Jan 21, 2009

TRADISI Vs PERILAKU ( Titik awal sebuah Karakteristik )


TRADISI Vs PERILAKU
( Titik awal sebuah Karakteristik )


Hal menarik pada saat melakukan sebuah penelitian tesis, dimana dalam penelitian tersebut menekankan pada Komunikasi Politik Politisi Etnis Bali di DPD PDI Perjuangan Provinsi Lampung. Sebagai salah asumsi kuat yang melatarbelakangi masalah dalam penelitian tersebut adalah adanya keengganan politisis etnis Bali untuk muncul atau menonjol, pertanyaan besar pun muncul pada saat itu, hal tersebut merupakan sebuah tradisi atau perilaku subjektif etnis Bali khususnya politisi laki – laki.
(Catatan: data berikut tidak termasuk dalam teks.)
use std::fmt;
use std::str::FromStr;

use a2ascope_common::{AgentId, Error, Result};
use serde::{Deserialize, Serialize};
use serde_json::{Value, json};

/// Canonical agent card, produced by [`crate::card::normalize_agent_card`].
/// `raw` keeps the payload exactly as the agent published it.
#[derive(Debug, Clone, Serialize, Deserialize)]
#[serde(rename_all = "camelCase")]
pub struct AgentCard {
    pub id: AgentId,
    pub name: String,
    #[serde(skip_serializing_if = "Option::is_none")]
    pub description: Option<String>,
    #[serde(skip_serializing_if = "Option::is_none")]
    pub version: Option<String>,
    #[serde(skip_serializing_if = "Option::is_none")]
    pub protocol_version: Option<String>,
    pub url: String,
    #[serde(skip_serializing_if = "Option::is_none")]
    pub provider: Option<AgentProvider>,
    #[serde(skip_serializing_if = "Option::is_none")]
    pub default_input_modes: Option<Vec<String>>,
    #[serde(skip_serializing_if = "Option::is_none")]
    pub default_output_modes: Option<Vec<String>>,
    #[serde(default)]
    pub skills: Vec<AgentSkill>,
    pub endpoints: Vec<AgentEndpoint>,
    #[serde(default)]
    pub capabilities: AgentCapabilities,
    pub raw: Value,
}

impl AgentCard {
    pub fn endpoint(&self, id: &str) -> Option<&AgentEndpoint> {
        self.endpoints.iter().find(|e| e.id == id)
    }

    pub fn supports_streaming(&self) -> bool {
        self.capabilities.streaming
    }
}

#[derive(Debug, Clone, PartialEq, Eq, Serialize, Deserialize)]
pub struct AgentProvider {
    #[serde(skip_serializing_if = "Option::is_none")]
    pub organization: Option<String>,
    #[serde(skip_serializing_if = "Option::is_none")]
    pub url: Option<String>,
}

#[derive(Debug, Clone, Default, PartialEq, Eq, Serialize, Deserialize)]
#[serde(rename_all = "camelCase")]
pub struct AgentCapabilities {
    #[serde(default)]
    pub streaming: bool,
    #[serde(default)]
    pub push_notifications: bool,
    #[serde(default)]
    pub state_transition_history: bool,
}

#[derive(Debug, Clone, PartialEq, Eq, Serialize, Deserialize)]
#[serde(rename_all = "camelCase")]
pub struct AgentSkill {
    pub name: String,
    #[serde(skip_serializing_if = "Option::is_none")]
    pub id: Option<String>,
    #[serde(skip_serializing_if = "Option::is_none")]
    pub description: Option<String>,
    #[serde(skip_serializing_if = "Option::is_none")]
    pub examples: Option<Vec<String>>,
    #[serde(skip_serializing_if = "Option::is_none")]
    pub tags: Option<Vec<String>>,
    #[serde(skip_serializing_if = "Option::is_none")]
    pub input_modes: Option<Vec<String>>,
    #[serde(skip_serializing_if = "Option::is_none")]
    pub output_modes: Option<Vec<String>>,
}

impl AgentSkill {
    pub fn named(name: impl Into<String>) -> Self {
        Self {
            name: name.into(),
            id: None,
            description: None,
            examples: None,
            tags: None,
            input_modes: None,
            output_modes: None,
        }
    }
}

#[derive(Debug, Clone, PartialEq, Eq, Serialize, Deserialize)]
pub struct AgentEndpoint {
    pub id: String,
    pub name: String,
    pub url: String,
    pub protocol: String,
}

/// Task lifecycle state as reported by the agent.
#[derive(Debug, Clone, PartialEq, Eq, Hash, Serialize, Deserialize)]
#[serde(from = "String", into = "String")]
pub enum TaskState {
    Submitted,
    Working,
    InputRequired,
    AuthRequired,
    Completed,
    Failed,
    Canceled,
    Rejected,
    Unknown(String),
}

impl TaskState {
    pub fn as_str(&self) -> &str {
        match self {
            TaskState::Submitted => "submitted",
            TaskState::Working => "working",
            TaskState::InputRequired => "input-required",
            TaskState::AuthRequired => "auth-required",
            TaskState::Completed => "completed",
            TaskState::Failed => "failed",
            TaskState::Canceled => "canceled",
            TaskState::Rejected => "rejected",
            TaskState::Unknown(s) => s,
        }
    }

    /// No further transitions follow a terminal state.
    pub fn is_terminal(&self) -> bool {
        matches!(
            self,
            TaskState::Completed | TaskState::Failed | TaskState::Canceled | TaskState::Rejected
        )
    }
}

impl From<&str> for TaskState {
    fn from(s: &str) -> Self {
        match s {
            "submitted" => TaskState::Submitted,
            "working" => TaskState::Working,
            "input-required" => TaskState::InputRequired,
            "auth-required" => TaskState::AuthRequired,
            "completed" => TaskState::Completed,
            "failed" => TaskState::Failed,
            "canceled" | "cancelled" => TaskState::Canceled,
            "rejected" => TaskState::Rejected,
            other => TaskState::Unknown(other.to_string()),
        }
    }
}

impl From<String> for TaskState {
    fn from(s: String) -> Self {
        TaskState::from(s.as_str())
    }
}

impl From<TaskState> for String {
    fn from(state: TaskState) -> Self {
        state.as_str().to_string()
    }
}

impl fmt::Display for TaskState {
    fn fmt(&self, f: &mut fmt::Formatter<'_>) -> fmt::Result {
        f.write_str(self.as_str())
    }
}

/// JSON-RPC methods the dashboard is allowed to call.
#[derive(Debug, Clone, Copy, PartialEq, Eq, Hash, Serialize, Deserialize)]
pub enum RpcMethod {
    #[serde(rename = "message/send")]
    MessageSend,
    #[serde(rename = "message/stream")]
    MessageStream,
    #[serde(rename = "tasks/get")]
    TasksGet,
}

impl RpcMethod {
    pub const ALL: [RpcMethod; 3] = [
        RpcMethod::MessageSend,
        RpcMethod::MessageStream,
        RpcMethod::TasksGet,
    ];

    pub fn as_str(&self) -> &'static str {
        match self {
            RpcMethod::MessageSend => "message/send",
            RpcMethod::MessageStream => "message/stream",
            RpcMethod::TasksGet => "tasks/get",
        }
    }
}

impl FromStr for RpcMethod {
    type Err = Error;

    fn from_str(s: &str) -> Result<Self> {
        RpcMethod::ALL
            .into_iter()
            .find(|m| m.as_str() == s)
            .ok_or_else(|| {
                Error::Validation(format!(
                    "unsupported method '{s}'; expected one of message/send, message/stream, tasks/get"
                ))
            })
    }
}

impl fmt::Display for RpcMethod {
    fn fmt(&self, f: &mut fmt::Formatter<'_>) -> fmt::Result {
        f.write_str(self.as_str())
    }
}

/// JSON-RPC 2.0 request envelope.
#[derive(Debug, Clone, Serialize, Deserialize)]
pub struct JsonRpcRequest {
    pub jsonrpc: String,
    pub id: String,
    pub method: String,
    pub params: Value,
}

impl JsonRpcRequest {
    /// Envelope with a fresh random request id.
    pub fn new(method: RpcMethod, params: Value) -> Self {
        Self {
            jsonrpc: "2.0".to_string(),
            id: uuid::Uuid::new_v4().to_string(),
            method: method.as_str().to_string(),
            params,
        }
    }

    /// `message/send` / `message/stream` params for a single user text.
    /// `task_id` continues a task that is waiting for input.
    pub fn message_params(text: &str, context_id: Option<&str>, task_id: Option<&str>) -> Value {
        let mut message = json!({
            "kind": "message",
            "messageId": uuid::Uuid::new_v4().to_string(),
            "role": "user",
            "parts": [{ "kind": "text", "text": text }],
        });
        if let Some(context_id) = context_id {
            message["contextId"] = json!(context_id);
        }
        if let Some(task_id) = task_id {
            message["taskId"] = json!(task_id);
        }

        let mut params = json!({ "message": message });
        if let Some(task_id) = task_id {
            params["id"] = json!(task_id);
        }
        params
    }

    pub fn task_params(task_id: &str, history_length: Option<u32>) -> Value {
        let mut params = json!({ "id": task_id });
        if let Some(history_length) = history_length {
            params["historyLength"] = json!(history_length);
        }
        params
    }
}

/// Text of the first `kind: "text"` entry in a list of message parts.
pub fn first_text_part(parts: &Value) -> Option<&str> {
    parts
        .as_array()?
        .iter()
        .find(|part| part.get("kind").and_then(Value::as_str) == Some("text"))
        .and_then(|part| part.get("text"))
        .and_then(Value::as_str)
}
Dalam observasi selanjutnya mengamati bukan hanya menjadi perilaku subjektif tetapi sudah menjadi perilaku kolektif, karena jika dilihat dari jumlah etnis Bali yang ada di Lampung dengan jumlah politisi yang terdengar dalam kancah politik di tingkat provinsi sangat menghawatirkan..
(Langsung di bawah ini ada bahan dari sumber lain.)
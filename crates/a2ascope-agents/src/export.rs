//! Conversation export and request reproduction.

use std::fmt::Write as _;
use std::path::{Path, PathBuf};
use std::str::FromStr;
use std::sync::LazyLock;

use a2ascope_common::{AgentId, Error, Result};
use chrono::{DateTime, Utc};
use regex::Regex;
use serde::Serialize;
use tracing::info;

use crate::a2a::model::AgentCard;
use crate::chat::{ChatMessage, RpcLogEntry};
use crate::store::AgentStore;

static NON_ALPHANUMERIC: LazyLock<Regex> =
    LazyLock::new(|| Regex::new(r"[^a-z0-9]+").expect("static pattern"));

#[derive(Debug, Clone, Copy, PartialEq, Eq)]
pub enum ExportFormat {
    Json,
    Markdown,
}

impl ExportFormat {
    pub fn extension(&self) -> &'static str {
        match self {
            ExportFormat::Json => "json",
            ExportFormat::Markdown => "md",
        }
    }
}

impl FromStr for ExportFormat {
    type Err = Error;

    fn from_str(s: &str) -> Result<Self> {
        match s.to_ascii_lowercase().as_str() {
            "json" => Ok(ExportFormat::Json),
            "md" | "markdown" => Ok(ExportFormat::Markdown),
            other => Err(Error::Validation(format!(
                "unknown export format '{other}' (use json or md)"
            ))),
        }
    }
}

#[derive(Serialize)]
#[serde(rename_all = "camelCase")]
struct ExportMetadata<'a> {
    agent_name: &'a str,
    agent_id: &'a AgentId,
    #[serde(skip_serializing_if = "Option::is_none")]
    context_id: Option<&'a str>,
    exported_at: DateTime<Utc>,
}

#[derive(Serialize)]
struct ConversationExport<'a> {
    metadata: ExportMetadata<'a>,
    messages: &'a [ChatMessage],
}

pub fn export_json(
    card: &AgentCard,
    context_id: Option<&str>,
    messages: &[ChatMessage],
    exported_at: DateTime<Utc>,
) -> Result<String> {
    let export = ConversationExport {
        metadata: ExportMetadata {
            agent_name: &card.name,
            agent_id: &card.id,
            context_id,
            exported_at,
        },
        messages,
    };
    Ok(serde_json::to_string_pretty(&export)?)
}

pub fn export_markdown(
    card: &AgentCard,
    context_id: Option<&str>,
    messages: &[ChatMessage],
    exported_at: DateTime<Utc>,
) -> String {
    let mut out = String::new();
    let _ = writeln!(out, "# Conversation with {}\n", card.name);
    let _ = writeln!(out, "- Agent ID: `{}`", card.id);
    if let Some(context_id) = context_id {
        let _ = writeln!(out, "- Context ID: `{context_id}`");
    }
    let _ = writeln!(out, "- Exported: {}\n", exported_at.to_rfc3339());

    for message in messages {
        let _ = writeln!(out, "---\n");
        let _ = writeln!(
            out,
            "### {} ({})\n",
            message.role.label(),
            message.timestamp.format("%Y-%m-%d %H:%M:%S UTC")
        );
        let _ = writeln!(out, "{}\n", message.content);

        match (&message.task_id, &message.task_state) {
            (Some(task_id), Some(state)) => {
                let _ = writeln!(out, "> Task `{task_id}`: {state}\n");
            }
            (Some(task_id), None) => {
                let _ = writeln!(out, "> Task `{task_id}`\n");
            }
            _ => {}
        }
    }
    out
}

/// `<agent-slug>-<YYYYMMDD-HHMMSS>.<ext>`
pub fn export_filename(agent_name: &str, format: ExportFormat, at: DateTime<Utc>) -> String {
    let lowered = agent_name.to_lowercase();
    let slug = NON_ALPHANUMERIC.replace_all(&lowered, "-");
    let slug = slug.trim_matches('-');
    let slug = if slug.is_empty() { "agent" } else { slug };
    format!(
        "{slug}-{}.{}",
        at.format("%Y%m%d-%H%M%S"),
        format.extension()
    )
}

/// Write an agent's conversation into `dir` and return the file path.
pub fn export_conversation(
    store: &AgentStore,
    agent_id: &AgentId,
    format: ExportFormat,
    dir: &Path,
) -> Result<PathBuf> {
    let (card, context_id, messages) = store
        .read(agent_id, |s| (s.card.clone(), s.context_id.clone(), s.messages.clone()))
        .ok_or_else(|| Error::NotFound(format!("agent '{agent_id}' is not registered")))?;

    let now = Utc::now();
    let body = match format {
        ExportFormat::Json => export_json(&card, context_id.as_deref(), &messages, now)?,
        ExportFormat::Markdown => export_markdown(&card, context_id.as_deref(), &messages, now),
    };

    std::fs::create_dir_all(dir)?;
    let path = dir.join(export_filename(&card.name, format, now));
    std::fs::write(&path, body)?;
    info!("exported {} messages to {}", messages.len(), path.display());
    Ok(path)
}

fn shell_quote(s: &str) -> String {
    format!("'{}'", s.replace('\'', r"'\''"))
}

/// A `curl` command that replays a logged request.
pub fn to_curl(entry: &RpcLogEntry) -> String {
    let body = entry.request_payload.to_string();
    let mut lines = vec![format!("curl -X POST {}", shell_quote(&entry.endpoint_url))];
    for (name, value) in &entry.request_headers {
        lines.push(format!("  -H {}", shell_quote(&format!("{name}: {value}"))));
    }
    lines.push(format!("  --data {}", shell_quote(&body)));
    lines.join(" \\\n")
}

#[cfg(test)]
mod tests {
    use super::*;
    use crate::a2a::client::Headers;
    use crate::card::normalize_agent_card;
    use crate::chat::MessageStatus;
    use crate::a2a::model::TaskState;
    use chrono::TimeZone;
    use serde_json::json;

    fn card() -> AgentCard {
        normalize_agent_card(&json!({ "name": "Weather Bot!", "url": "https://w.example/rpc" }), None).unwrap()
    }

    fn at() -> DateTime<Utc> {
        Utc.with_ymd_and_hms(2026, 3, 4, 5, 6, 7).unwrap()
    }

    #[test]
    fn filename_is_slugged_and_timestamped() {
        assert_eq!(
            export_filename("Weather Bot!", ExportFormat::Json, at()),
            "weather-bot-20260304-050607.json"
        );
        assert_eq!(
            export_filename("???", ExportFormat::Markdown, at()),
            "agent-20260304-050607.md"
        );
    }

    #[test]
    fn json_export_has_metadata_and_messages() {
        let messages = vec![ChatMessage::user("hi"), ChatMessage::assistant("hello", MessageStatus::Complete)];
        let text = export_json(&card(), Some("ctx"), &messages, at()).unwrap();
        let value: serde_json::Value = serde_json::from_str(&text).unwrap();

        assert_eq!(value["metadata"]["agentName"], "Weather Bot!");
        assert_eq!(value["metadata"]["agentId"], "Weather Bot!");
        assert_eq!(value["metadata"]["contextId"], "ctx");
        assert_eq!(value["messages"].as_array().unwrap().len(), 2);
        assert_eq!(value["messages"][1]["role"], "assistant");

        let text = export_json(&card(), None, &[], at()).unwrap();
        let value: serde_json::Value = serde_json::from_str(&text).unwrap();
        assert!(value["metadata"].get("contextId").is_none());
    }

    #[test]
    fn markdown_export_quotes_task_state() {
        let mut reply = ChatMessage::assistant("Booked.", MessageStatus::Complete);
        reply.task_id = Some("t1".into());
        reply.task_state = Some(TaskState::Completed);
        let md = export_markdown(&card(), None, &[ChatMessage::user("book it"), reply], at());

        assert!(md.starts_with("# Conversation with Weather Bot!"));
        assert!(md.contains("### User ("));
        assert!(md.contains("### Assistant ("));
        assert!(md.contains("> Task `t1`: completed"));
        assert!(!md.contains("Context ID"));
    }

    #[test]
    fn curl_escapes_single_quotes() {
        let mut headers = Headers::new();
        headers.insert("Content-Type".into(), "application/json".into());
        let entry = RpcLogEntry::started(
            "https://w.example/rpc",
            json!({ "text": "it's" }),
            headers,
        );

        let curl = to_curl(&entry);

        assert_eq!(
            curl,
            "curl -X POST 'https://w.example/rpc' \\\n  -H 'Content-Type: application/json' \\\n  --data '{\"text\":\"it'\\''s\"}'"
        );
    }

    #[test]
    fn export_writes_into_directory() {
        let dir = tempfile::tempdir().unwrap();
        let store = AgentStore::default();
        let id = store.register(card(), Default::default());
        store.append_message(&id, ChatMessage::user("hi"));

        let path = export_conversation(&store, &id, ExportFormat::Markdown, dir.path()).unwrap();

        assert!(path.starts_with(dir.path()));
        assert!(std::fs::read_to_string(path).unwrap().contains("hi"));
        assert!("pdf".parse::<ExportFormat>().is_err());
    }
}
Fenomena selanjutnya adalah sebuat kondisi pribadi pada saat menghadapi sebuah sidang Tesis, dimana sang penguji yang bukan berasal etnis Bali bertanya apakah politisi etnis Bali tersebut bersifat individualis atau kekerabatannya tinggi, suatu pertanyaan yang tidak mungkin dijawab hanya dengan iya atau tidak bahkan dengan memilih salah satunya dari kedua alternatif tersebut pun tidak akan mampu menjawab pertanyaan dari sang penguji. Karena dalam penelitian kualitatif yang melatarbelakangi Tesis tersebut sangat tidak dianjurkan untuk men-generalisasi data yang dimiliki, jawaban yang terlontar pun tergantung dari konteks mana kita melihat, jika dalam penelitian tesis ini, ada kecendrungan bahwa politisi etnis Bali yang ada di DPD PDI Perjuangan Lampung cenderung individualis. Sang Penguji pun spontan mengernyitkan dahi, dan menekankan sekali lagi anda yakin dengan jawaban anda? saya pun menjawab iya saya yakin, itu yang saya temukan di lapangan pada saat saya melakukan penalitian secara langsung.
Namun ada sebuah pertanyaaan dari sang penguji tidak hanya untuk mengukuhkan argumennya bahkan dengan lantang dan jelas sang penguji menyatakan bahwa “ kamu tau tidak, kalau menurut SAYA laki – laki Bali itu pemalas dan perempuannya yang gigih dan pekerja keras..” Pada saat itu sempat terlintas dalam alam fikir yaitu sebuah ujian mental pada saat sidang Tesis, tetapi ternyata hal tersebut justru di sambut dukungan yang menarik dari sang peneliti, hal yang mengagetkan bagi sang penguji karena dia berfikir sang peneliti akan tersinggung dengan pernyataannnya karena sang penguji sangat mengetahui bahwa sang peneliti berasal dari etnis Bali, tetapi ternyata tidak.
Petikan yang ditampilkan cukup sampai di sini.